(SUPPLIED RECORDS)

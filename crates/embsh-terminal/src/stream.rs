//! In-process byte streams connecting bridges and shell sessions.
//!
//! [`channel`] returns a writer/reader pair over an unbounded queue. Writes
//! never suspend, so a bridge can push a completed line from inside a
//! synchronous byte callback. The reader is the single consumer and can pull
//! either whole lines or the next chunk of bytes.

use std::io;
use std::pin::Pin;
use std::task::{Context, Poll};

use bytes::{Bytes, BytesMut};
use embsh_types::error::{Result, ShellError};
use tokio::io::AsyncWrite;
use tokio::sync::mpsc;

/// Create a connected writer/reader pair.
pub fn channel() -> (StreamWriter, StreamReader) {
    let (tx, rx) = mpsc::unbounded_channel();
    (
        StreamWriter { tx },
        StreamReader {
            rx,
            buf: BytesMut::new(),
        },
    )
}

/// Producer half. Cloning adds another producer; the stream ends when every
/// writer has been dropped.
#[derive(Debug, Clone)]
pub struct StreamWriter {
    tx: mpsc::UnboundedSender<Bytes>,
}

impl StreamWriter {
    /// Queue bytes for the reader without suspending.
    pub fn feed(&self, data: impl Into<Bytes>) -> Result<()> {
        let data = data.into();
        if data.is_empty() {
            return Ok(());
        }
        self.tx.send(data).map_err(|_| ShellError::StreamClosed)
    }

    /// Whether the reader has gone away.
    pub fn is_closed(&self) -> bool {
        self.tx.is_closed()
    }
}

impl AsyncWrite for StreamWriter {
    fn poll_write(
        self: Pin<&mut Self>,
        _cx: &mut Context<'_>,
        buf: &[u8],
    ) -> Poll<io::Result<usize>> {
        match self.feed(Bytes::copy_from_slice(buf)) {
            Ok(()) => Poll::Ready(Ok(buf.len())),
            Err(_) => Poll::Ready(Err(io::Error::new(
                io::ErrorKind::BrokenPipe,
                "stream reader dropped",
            ))),
        }
    }

    fn poll_flush(self: Pin<&mut Self>, _cx: &mut Context<'_>) -> Poll<io::Result<()>> {
        Poll::Ready(Ok(()))
    }

    fn poll_shutdown(self: Pin<&mut Self>, _cx: &mut Context<'_>) -> Poll<io::Result<()>> {
        Poll::Ready(Ok(()))
    }
}

/// Consumer half. Not `Clone`: a stream has exactly one reader.
#[derive(Debug)]
pub struct StreamReader {
    rx: mpsc::UnboundedReceiver<Bytes>,
    /// Bytes received but not yet handed out.
    buf: BytesMut,
}

impl StreamReader {
    /// Read up to and including the next `\n`.
    ///
    /// Returns `None` at end of stream. A trailing partial line at end of
    /// stream is returned without a terminator.
    pub async fn read_line(&mut self) -> Option<Bytes> {
        loop {
            if let Some(pos) = self.buf.iter().position(|&b| b == b'\n') {
                return Some(self.buf.split_to(pos + 1).freeze());
            }
            match self.rx.recv().await {
                Some(chunk) => self.buf.extend_from_slice(&chunk),
                None if self.buf.is_empty() => return None,
                None => return Some(self.buf.split().freeze()),
            }
        }
    }

    /// Read up to `max` bytes, waiting only if nothing is buffered.
    ///
    /// Returns `None` at end of stream.
    pub async fn read(&mut self, max: usize) -> Option<Bytes> {
        if self.buf.is_empty() {
            let chunk = self.rx.recv().await?;
            self.buf.extend_from_slice(&chunk);
        }
        let n = max.min(self.buf.len());
        Some(self.buf.split_to(n).freeze())
    }
}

(End SUPPLIED RECORDS)

The string "feed" may appear in the entries. Say how many lines contain it, as a bare number.

2